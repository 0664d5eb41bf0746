//! MIDI byte-stream framing and message classification.
//!
//! `parse_one` handles the common case: a single already-framed message as
//! delivered by a `midir` input callback. `parse_stream` additionally
//! implements the general framing rules so the SysEx programming driver can
//! split a composed byte buffer (built from templates) into discrete
//! messages before sending them one at a time under ACK flow control.

use crate::error::BridgeError;

#[derive(Debug, Clone, PartialEq)]
pub enum MidiEvent {
    NoteOn { channel: u8, note: u8, velocity: u8 },
    NoteOff { channel: u8, note: u8, velocity: u8 },
    ControlChange { channel: u8, controller: u8, value: u8 },
    /// A complete SysEx message, `0xF0 ..= 0xF7` inclusive.
    SysEx(Vec<u8>),
    /// Any other channel or system message, passed through unchanged.
    Other(Vec<u8>),
}

impl MidiEvent {
    /// Parses a single already-framed message, as delivered whole by a
    /// `midir` callback.
    pub fn parse_one(bytes: &[u8]) -> Result<MidiEvent, BridgeError> {
        let status = *bytes.first().ok_or(BridgeError::InvalidMidiByte(0))?;
        if status == 0xF0 {
            return Ok(MidiEvent::SysEx(bytes.to_vec()));
        }
        if (0x80..=0xEF).contains(&status) {
            return Ok(Self::from_channel_bytes(bytes));
        }
        if system_message_len(status).is_some() {
            return Ok(MidiEvent::Other(bytes.to_vec()));
        }
        Err(BridgeError::InvalidMidiByte(status))
    }

    fn from_channel_bytes(bytes: &[u8]) -> MidiEvent {
        let status = bytes[0];
        let channel = status & 0x0F;
        match status & 0xF0 {
            0x80 => MidiEvent::NoteOff {
                channel,
                note: bytes.get(1).copied().unwrap_or(0),
                velocity: bytes.get(2).copied().unwrap_or(0),
            },
            0x90 => MidiEvent::NoteOn {
                channel,
                note: bytes.get(1).copied().unwrap_or(0),
                velocity: bytes.get(2).copied().unwrap_or(0),
            },
            0xB0 => MidiEvent::ControlChange {
                channel,
                controller: bytes.get(1).copied().unwrap_or(0),
                value: bytes.get(2).copied().unwrap_or(0),
            },
            _ => MidiEvent::Other(bytes.to_vec()),
        }
    }

    /// Serializes back to raw MIDI bytes, preserving status/channel bits.
    pub fn to_bytes(&self) -> Vec<u8> {
        match self {
            MidiEvent::NoteOn { channel, note, velocity } => {
                vec![0x90 | (channel & 0x0F), *note, *velocity]
            }
            MidiEvent::NoteOff { channel, note, velocity } => {
                vec![0x80 | (channel & 0x0F), *note, *velocity]
            }
            MidiEvent::ControlChange { channel, controller, value } => {
                vec![0xB0 | (channel & 0x0F), *controller, *value]
            }
            MidiEvent::SysEx(bytes) | MidiEvent::Other(bytes) => bytes.clone(),
        }
    }

    /// Treats Note-On with velocity 0 the way the remap engine must: as a
    /// release, not a sounding note.
    pub fn is_effective_note_off(&self) -> bool {
        matches!(self, MidiEvent::NoteOff { .. })
            || matches!(self, MidiEvent::NoteOn { velocity: 0, .. })
    }
}

/// Length, in bytes, of a channel-voice message given its status byte.
/// Program Change and Channel Pressure are 2 bytes; everything else in the
/// channel-message range is 3.
fn channel_message_len(status: u8) -> usize {
    match status & 0xF0 {
        0xC0 | 0xD0 => 2,
        _ => 3,
    }
}

/// Length of a system common/realtime message, or `None` if `status` isn't
/// one (including `0xF0`/`0xF7`, handled separately as SysEx framing).
fn system_message_len(status: u8) -> Option<usize> {
    match status {
        0xF1 | 0xF3 => Some(2),
        0xF2 => Some(3),
        0xF4..=0xF6 => Some(1),
        0xF8..=0xFF => Some(1),
        _ => None,
    }
}

/// Splits a concatenated byte buffer into discrete framed messages.
/// Unknown status bytes are skipped with a warning, as are truncated
/// trailing messages (not enough bytes remain to complete the frame).
pub fn parse_stream(bytes: &[u8]) -> Vec<MidiEvent> {
    let mut events = Vec::new();
    let mut idx = 0;
    while idx < bytes.len() {
        let status = bytes[idx];
        if status == 0xF0 {
            match bytes[idx..].iter().position(|&b| b == 0xF7) {
                Some(rel_end) => {
                    let end = idx + rel_end;
                    events.push(MidiEvent::SysEx(bytes[idx..=end].to_vec()));
                    idx = end + 1;
                }
                None => {
                    log::warn!("unterminated SysEx message, discarding remainder");
                    break;
                }
            }
        } else if (0x80..=0xEF).contains(&status) {
            let len = channel_message_len(status);
            if idx + len > bytes.len() {
                log::warn!("truncated channel message at byte {}", idx);
                break;
            }
            events.push(MidiEvent::from_channel_bytes(&bytes[idx..idx + len]));
            idx += len;
        } else if let Some(len) = system_message_len(status) {
            if idx + len > bytes.len() {
                log::warn!("truncated system message at byte {}", idx);
                break;
            }
            events.push(MidiEvent::Other(bytes[idx..idx + len].to_vec()));
            idx += len;
        } else {
            log::warn!("skipping invalid MIDI status byte {:#04x}", status);
            idx += 1;
        }
    }
    events
}

#[cfg(test)]
mod tests {
    use super::*;

    #[test]
    fn parses_note_on() {
        let event = MidiEvent::parse_one(&[0x93, 35, 100]).unwrap();
        assert_eq!(
            event,
            MidiEvent::NoteOn { channel: 3, note: 35, velocity: 100 }
        );
    }

    #[test]
    fn note_on_velocity_zero_is_effective_note_off() {
        let event = MidiEvent::NoteOn { channel: 0, note: 10, velocity: 0 };
        assert!(event.is_effective_note_off());
    }

    #[test]
    fn roundtrip_stream_byte_identical() {
        let mut input = Vec::new();
        input.extend_from_slice(&[0x90, 60, 100]); // note on
        input.extend_from_slice(&[0x80, 60, 0]); // note off
        input.extend_from_slice(&[0xB0, 1, 64]); // CC
        input.extend_from_slice(&[0xF0, 0x7E, 0x00, 0xF7]); // sysex
        input.extend_from_slice(&[0xC2, 5]); // program change

        let events = parse_stream(&input);
        let output: Vec<u8> = events.iter().flat_map(|e| e.to_bytes()).collect();
        assert_eq!(output, input);
    }

    #[test]
    fn skips_stray_data_byte() {
        // 0x45 is a data byte (< 0x80), invalid wherever a status byte is
        // expected; the framer should skip it and resynchronize.
        let input = [0x90, 60, 100, 0x45, 0x80, 60, 0];
        let events = parse_stream(&input);
        assert_eq!(
            events,
            vec![
                MidiEvent::NoteOn { channel: 0, note: 60, velocity: 100 },
                MidiEvent::NoteOff { channel: 0, note: 60, velocity: 0 },
            ]
        );
    }

    #[test]
    fn unterminated_sysex_is_discarded() {
        let input = [0x90, 60, 100, 0xF0, 0x7E, 0x00];
        let events = parse_stream(&input);
        assert_eq!(events.len(), 1);
    }
}
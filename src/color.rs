//! Pad coloring schemes.
//!
//! The original implementation models coloring schemes and layout
//! strategies as a common inheritance hierarchy; here that becomes a small
//! tagged-variant trait, matched the way `layout::LayoutConfig` is matched
//! rather than a class hierarchy. This core ships one scheme; descriptors
//! naming a different `params.color` scheme fall back to it, since choosing
//! additional schemes is presentation policy for the UI layer, not the
//! remap core.

use crate::mos::Mos;

pub trait ColorScheme {
    fn compute_color(&self, degree: i32, mos: &Mos) -> String;
}

/// Colors a pad by its scale-degree offset from root, cycling an HSL hue
/// wheel with one step per scale degree.
pub struct DegreeWheel;

impl ColorScheme for DegreeWheel {
    fn compute_color(&self, degree: i32, mos: &Mos) -> String {
        if mos.n <= 0 {
            return "hsl(0, 0%, 50%)".to_string();
        }
        let hue = (degree.rem_euclid(mos.n) as f64 / mos.n as f64) * 360.0;
        format!("hsl({:.0}, 70%, 50%)", hue)
    }
}

/// Resolves a descriptor's `params.color` scheme name to a `ColorScheme`.
/// Unrecognized or absent names fall back to `DegreeWheel`.
pub fn scheme_for(_name: Option<&str>) -> Box<dyn ColorScheme + Send + Sync> {
    Box::new(DegreeWheel)
}

#[cfg(test)]
mod tests {
    use super::*;

    #[test]
    fn root_degree_is_hue_zero() {
        let mos = Mos::from_params(12, 7, 0, 1200.0, 700.0, 1);
        let scheme = scheme_for(None);
        assert_eq!(scheme.compute_color(0, &mos), "hsl(0, 70%, 50%)");
    }

    #[test]
    fn negative_degree_wraps_into_range() {
        let mos = Mos::from_params(12, 7, 0, 1200.0, 700.0, 1);
        let scheme = scheme_for(None);
        let color = scheme.compute_color(-1, &mos);
        assert!(color.starts_with("hsl("));
    }
}
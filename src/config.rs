//! Controller descriptor schema and loader.
//!
//! A descriptor is a YAML file describing one physical (or virtual,
//! keyboard-emulated) controller: its pad grid geometry, how MIDI note
//! numbers map onto logical coordinates, and — for controllers with
//! programmable pad lights — the SysEx templates and ACK protocol used to
//! drive them. Descriptors are loaded from a directory; a malformed file is
//! skipped with a warning rather than aborting the whole scan.

use crate::error::BridgeError;
use crate::expr::{self, Expr, HelperDef};
use serde::{Deserialize, Serialize};
use std::collections::HashMap;
use std::path::{Path, PathBuf};

/// One user-defined helper function available to the arithmetic fields,
/// e.g. `boardIndex: { params: [n], expr: "n / 16" }`.
#[derive(Debug, Clone, Serialize, Deserialize)]
pub struct HelperSpec {
    pub params: Vec<String>,
    pub expr: String,
}

/// Raw ACK response table entry: a status byte value mapped to an action.
#[derive(Debug, Clone, Serialize, Deserialize)]
pub struct ResponseTypeEntry {
    #[serde(rename = "Name")]
    pub name: String,
    #[serde(rename = "Value")]
    pub value: u8,
    #[serde(rename = "Action")]
    pub action: AckAction,
}

#[derive(Debug, Clone, Copy, PartialEq, Eq, Serialize, Deserialize)]
#[serde(tag = "kind", rename_all = "UPPERCASE")]
pub enum AckAction {
    Next,
    Abort,
    Delay { ms: u64 },
}

/// Flow-control configuration for devices that gate SysEx programming
/// behind an ACK response.
#[derive(Debug, Clone, Serialize, Deserialize)]
#[serde(default)]
pub struct AckConfig {
    #[serde(rename = "Timeout")]
    pub timeout_ms: u64,
    /// Manual override for the status byte's index in the response SysEx.
    /// When absent, the driver derives it from the response template.
    #[serde(rename = "ResponsePosition")]
    pub response_position: Option<usize>,
    #[serde(rename = "ResponseTypes")]
    pub response_types: Vec<ResponseTypeEntry>,
}

impl Default for AckConfig {
    fn default() -> Self {
        AckConfig {
            timeout_ms: 2000,
            response_position: None,
            response_types: Vec::new(),
        }
    }
}

/// Byte-level templates used to program a controller's pad notes/colors
/// over SysEx. Each template is a list of tokens: either a literal byte
/// (`"0xF0"`) or a named placeholder (`"NOTE"`, `"CHANNEL"`, `"COLOR"`,
/// `"STATUS"`, ...) substituted at send time.
#[derive(Debug, Clone, Default, Serialize, Deserialize)]
#[serde(default)]
pub struct SysexTemplates {
    #[serde(rename = "SetPadNoteAndChannel")]
    pub set_pad_note_and_channel: Option<Vec<String>>,
    #[serde(rename = "SetPadNoteAndChannelResponse")]
    pub set_pad_note_and_channel_response: Option<Vec<String>>,
    #[serde(rename = "SetPadColor")]
    pub set_pad_color: Option<Vec<String>>,
    #[serde(rename = "SetPadColorResponse")]
    pub set_pad_color_response: Option<Vec<String>>,
    #[serde(rename = "SetPadNotesBulk")]
    pub set_pad_notes_bulk: Option<Vec<String>>,
    #[serde(rename = "SetPadColorsBulk")]
    pub set_pad_colors_bulk: Option<Vec<String>>,
}

impl SysexTemplates {
    /// True when the descriptor declared none of these fields at all
    /// (as opposed to a descriptor that sets, say, only `SetPadColor`).
    fn is_empty(&self) -> bool {
        self.set_pad_note_and_channel.is_none()
            && self.set_pad_note_and_channel_response.is_none()
            && self.set_pad_color.is_none()
            && self.set_pad_color_response.is_none()
            && self.set_pad_notes_bulk.is_none()
            && self.set_pad_colors_bulk.is_none()
    }
}

/// Raw, as-deserialized controller descriptor. See `CompiledDescriptor` for
/// the validated form the rest of the crate actually consumes.
#[derive(Debug, Clone, Serialize, Deserialize)]
pub struct ControllerDescriptor {
    #[serde(rename = "DeviceName")]
    pub device_name: String,

    #[serde(rename = "NumRows")]
    pub num_rows: u32,
    #[serde(rename = "FirstRowIdx")]
    pub first_row_idx: i32,
    #[serde(rename = "RowLengths")]
    pub row_lengths: Vec<u32>,
    #[serde(default, rename = "RowOffsets")]
    pub row_offsets: Vec<f64>,

    #[serde(rename = "HorizonToRowAngle")]
    pub horizon_to_row_angle: f64,
    #[serde(rename = "RowToColAngle")]
    pub row_to_col_angle: f64,
    #[serde(rename = "xSpacing")]
    pub x_spacing: f64,
    #[serde(rename = "ySpacing")]
    pub y_spacing: f64,

    #[serde(default, rename = "isMPE")]
    pub is_mpe: bool,
    #[serde(default, rename = "hasGlobalPitchBend")]
    pub has_global_pitch_bend: bool,

    #[serde(default, skip_serializing_if = "Option::is_none", rename = "ControllerMIDIOutput")]
    pub controller_midi_output: Option<String>,
    #[serde(default, skip_serializing_if = "Option::is_none", rename = "ControllerMIDIInput")]
    pub controller_midi_input: Option<String>,
    #[serde(default, skip_serializing_if = "Option::is_none", rename = "virtualMIDIDeviceName")]
    pub virtual_midi_device_name: Option<String>,
    #[serde(default, skip_serializing_if = "Option::is_none", rename = "defaultIsoRootCoordinate")]
    pub default_iso_root_coordinate: Option<(i32, i32)>,

    /// `x` coordinate as a function of raw controller note number `n`.
    #[serde(rename = "noteToCoordX")]
    pub note_to_coord_x: String,
    /// `y` coordinate as a function of raw controller note number `n`.
    #[serde(rename = "noteToCoordY")]
    pub note_to_coord_y: String,
    /// Controller-native note number as a function of `(x, y)`. When
    /// absent, the coordinator's fallback `x + 16*y` is used instead.
    #[serde(default, skip_serializing_if = "Option::is_none", rename = "noteAssign")]
    pub note_assign: Option<String>,
    /// Controller-native channel as a function of `(x, y)`.
    #[serde(default, skip_serializing_if = "Option::is_none", rename = "channelAssign")]
    pub channel_assign: Option<String>,
    #[serde(default)]
    pub helpers: HashMap<String, HelperSpec>,

    #[serde(flatten)]
    pub sysex_templates: SysexTemplates,
    #[serde(default, skip_serializing_if = "Option::is_none", rename = "ACKBasedMIDIMessaging")]
    pub ack_based_midi_messaging: Option<AckConfig>,
    #[serde(default, skip_serializing_if = "Option::is_none", rename = "MessageDelayMs")]
    pub message_delay_ms: Option<u64>,

    /// Pads whose display label is fixed rather than computed from tuning
    /// (e.g. permanently-labeled function keys), keyed by `"lx,ly"`.
    #[serde(default, rename = "fixedLabels")]
    pub fixed_labels: HashMap<String, String>,

    #[serde(default)]
    pub params: HashMap<String, serde_yaml::Value>,
}

/// Input port substring that means "this controller has no MIDI port"
/// (e.g. a computer-keyboard emulated controller).
fn is_none_sentinel(s: &str) -> bool {
    s.eq_ignore_ascii_case("none")
}

/// A descriptor after its arithmetic fields have been parsed and
/// validated, and its pad grid expanded to concrete logical/physical
/// coordinates.
#[derive(Debug, Clone)]
pub struct CompiledDescriptor {
    pub raw: ControllerDescriptor,
    pub note_to_coord_x: Expr,
    pub note_to_coord_y: Expr,
    pub note_assign: Option<Expr>,
    pub channel_assign: Option<Expr>,
    pub helpers: HashMap<String, HelperDef>,
    /// `(lx, ly, phys_x, phys_y)` for every pad in the grid.
    pub pads: Vec<(i32, i32, f64, f64)>,
    /// Parsed SysEx programming templates and ACK protocol, if the
    /// descriptor declares any.
    pub sysex: Option<crate::sysex::CompiledSysex>,
}

impl CompiledDescriptor {
    pub fn compile(raw: ControllerDescriptor, source: &str) -> Result<Self, BridgeError> {
        let invalid = |reason: String| BridgeError::DescriptorInvalid {
            path: source.to_string(),
            reason,
        };

        let note_to_coord_x = expr::parse(&raw.note_to_coord_x).map_err(|e| invalid(e.to_string()))?;
        let note_to_coord_y = expr::parse(&raw.note_to_coord_y).map_err(|e| invalid(e.to_string()))?;
        let note_assign = raw
            .note_assign
            .as_deref()
            .map(expr::parse)
            .transpose()
            .map_err(|e| invalid(e.to_string()))?;
        let channel_assign = raw
            .channel_assign
            .as_deref()
            .map(expr::parse)
            .transpose()
            .map_err(|e| invalid(e.to_string()))?;

        let mut helpers = HashMap::with_capacity(raw.helpers.len());
        for (name, spec) in &raw.helpers {
            let body = expr::parse(&spec.expr).map_err(|e| invalid(e.to_string()))?;
            helpers.insert(
                name.clone(),
                HelperDef {
                    params: spec.params.clone(),
                    body,
                },
            );
        }
        expr::validate_helpers(&helpers).map_err(|e| invalid(e.to_string()))?;

        let pads = expand_grid(&raw);
        if pads.is_empty() {
            return Err(invalid("descriptor defines zero pads".to_string()));
        }

        let sysex_templates = if raw.sysex_templates.is_empty() {
            None
        } else {
            Some(&raw.sysex_templates)
        };
        let sysex = crate::sysex::compile_sysex(sysex_templates, raw.ack_based_midi_messaging.as_ref())
            .map_err(invalid)?;

        Ok(CompiledDescriptor {
            raw,
            note_to_coord_x,
            note_to_coord_y,
            note_assign,
            channel_assign,
            helpers,
            pads,
            sysex,
        })
    }

    pub fn device_name(&self) -> &str {
        &self.raw.device_name
    }

    pub fn input_port_substring(&self) -> Option<&str> {
        self.raw
            .controller_midi_input
            .as_deref()
            .filter(|s| !is_none_sentinel(s))
    }

    pub fn output_port_substring(&self) -> Option<&str> {
        self.raw
            .controller_midi_output
            .as_deref()
            .filter(|s| !is_none_sentinel(s))
    }

    pub fn virtual_port_name(&self) -> &str {
        self.raw
            .virtual_midi_device_name
            .as_deref()
            .unwrap_or("PitchGrid Mapper")
    }
}

/// Expands the descriptor's row-based grid declaration into concrete logical
/// (lx, ly) and physical (phys_x, phys_y) coordinates for every pad. Rows
/// are tilted relative to the horizon by `horizon_to_row_angle`; columns
/// within a row are tilted relative to the row by `row_to_col_angle`.
fn expand_grid(raw: &ControllerDescriptor) -> Vec<(i32, i32, f64, f64)> {
    let mut pads = Vec::new();
    let row_angle = raw.horizon_to_row_angle.to_radians();
    let col_angle = raw.row_to_col_angle.to_radians();

    for row in 0..raw.num_rows {
        let ly = raw.first_row_idx + row as i32;
        let length = raw
            .row_lengths
            .get(row as usize)
            .copied()
            .unwrap_or_else(|| raw.row_lengths.last().copied().unwrap_or(0));
        let offset = raw.row_offsets.get(row as usize).copied().unwrap_or(0.0);

        let row_base_x = row as f64 * raw.y_spacing * row_angle.cos();
        let row_base_y = row as f64 * raw.y_spacing * row_angle.sin();

        for col in 0..length {
            let lx = col as i32;
            let phys_x = row_base_x + offset + col as f64 * raw.x_spacing * col_angle.cos();
            let phys_y = row_base_y + col as f64 * raw.x_spacing * col_angle.sin();
            pads.push((lx, ly, phys_x, phys_y));
        }
    }
    pads
}

/// Resolves the directory descriptors are loaded from: an explicit override
/// (CLI flag or `PITCHGRID_DESCRIPTORS`) takes precedence over the platform
/// config directory.
pub fn default_descriptor_dir() -> PathBuf {
    if let Ok(path) = std::env::var("PITCHGRID_DESCRIPTORS") {
        return PathBuf::from(path);
    }
    dirs::config_dir()
        .unwrap_or_else(|| PathBuf::from("."))
        .join("pitchgrid-bridge")
        .join("controllers")
}

/// Loads every `*.yaml`/`*.yml` descriptor in `dir`. Malformed files are
/// logged and skipped; a missing directory yields an empty list rather than
/// an error (first run, nothing configured yet).
pub fn load_descriptors(dir: &Path) -> Vec<CompiledDescriptor> {
    log::info!("loading controller descriptors from {:?}", dir);

    let entries = match std::fs::read_dir(dir) {
        Ok(entries) => entries,
        Err(e) => {
            log::warn!("descriptor directory {:?} not readable: {}", dir, e);
            return Vec::new();
        }
    };

    let mut descriptors = Vec::new();
    for entry in entries.flatten() {
        let path = entry.path();
        let is_yaml = path
            .extension()
            .and_then(|ext| ext.to_str())
            .is_some_and(|ext| ext.eq_ignore_ascii_case("yaml") || ext.eq_ignore_ascii_case("yml"));
        if !is_yaml {
            continue;
        }

        match load_one(&path) {
            Ok(descriptor) => {
                log::info!(
                    "loaded descriptor '{}' ({} pads) from {:?}",
                    descriptor.device_name(),
                    descriptor.pads.len(),
                    path
                );
                descriptors.push(descriptor);
            }
            Err(e) => log::warn!("skipping descriptor {:?}: {}", path, e),
        }
    }
    descriptors
}

fn load_one(path: &Path) -> Result<CompiledDescriptor, BridgeError> {
    let path_str = path.to_string_lossy().to_string();
    let invalid = |reason: String| BridgeError::DescriptorInvalid {
        path: path_str.clone(),
        reason,
    };

    let contents = std::fs::read_to_string(path).map_err(|e| invalid(e.to_string()))?;
    let raw: ControllerDescriptor =
        serde_yaml::from_str(&contents).map_err(|e| invalid(e.to_string()))?;
    CompiledDescriptor::compile(raw, &path_str)
}

#[cfg(test)]
mod tests {
    use super::*;

    fn sample_yaml() -> &'static str {
        r#"
DeviceName: "Test Grid"
NumRows: 2
FirstRowIdx: 0
RowLengths: [4, 4]
RowOffsets: [0.0, 0.5]
HorizonToRowAngle: 90.0
RowToColAngle: 0.0
xSpacing: 1.0
ySpacing: 1.0
isMPE: false
hasGlobalPitchBend: false
noteToCoordX: "n % 16"
noteToCoordY: "n / 16"
noteAssign: "x + y*16"
channelAssign: "0"
"#
    }

    #[test]
    fn compiles_minimal_descriptor() {
        let raw: ControllerDescriptor = serde_yaml::from_str(sample_yaml()).unwrap();
        let compiled = CompiledDescriptor::compile(raw, "test").unwrap();
        assert_eq!(compiled.device_name(), "Test Grid");
        assert_eq!(compiled.pads.len(), 8);
        assert_eq!(compiled.virtual_port_name(), "PitchGrid Mapper");
    }

    #[test]
    fn rejects_bad_expression() {
        let mut raw: ControllerDescriptor = serde_yaml::from_str(sample_yaml()).unwrap();
        raw.note_to_coord_x = "x +".to_string();
        assert!(CompiledDescriptor::compile(raw, "test").is_err());
    }

    #[test]
    fn none_sentinel_treated_as_absent_port() {
        let mut raw: ControllerDescriptor = serde_yaml::from_str(sample_yaml()).unwrap();
        raw.controller_midi_input = Some("none".to_string());
        let compiled = CompiledDescriptor::compile(raw, "test").unwrap();
        assert_eq!(compiled.input_port_substring(), None);
    }

    #[test]
    fn load_descriptors_skips_malformed_and_continues(
    ) {
        let tmp = std::env::temp_dir().join(format!(
            "pitchgrid-test-descriptors-{}",
            std::process::id()
        ));
        std::fs::create_dir_all(&tmp).unwrap();
        std::fs::write(tmp.join("good.yaml"), sample_yaml()).unwrap();
        std::fs::write(tmp.join("bad.yaml"), "not: [valid, descriptor").unwrap();

        let descriptors = load_descriptors(&tmp);
        assert_eq!(descriptors.len(), 1);
        assert_eq!(descriptors[0].device_name(), "Test Grid");

        std::fs::remove_dir_all(&tmp).ok();
    }
}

TASK BRIEF: If a line in the listing contains the string "driver", copy it.

EXERCISE RESULT:
//! implements the general framing rules so the SysEx programming driver can
    /// When absent, the driver derives it from the response template.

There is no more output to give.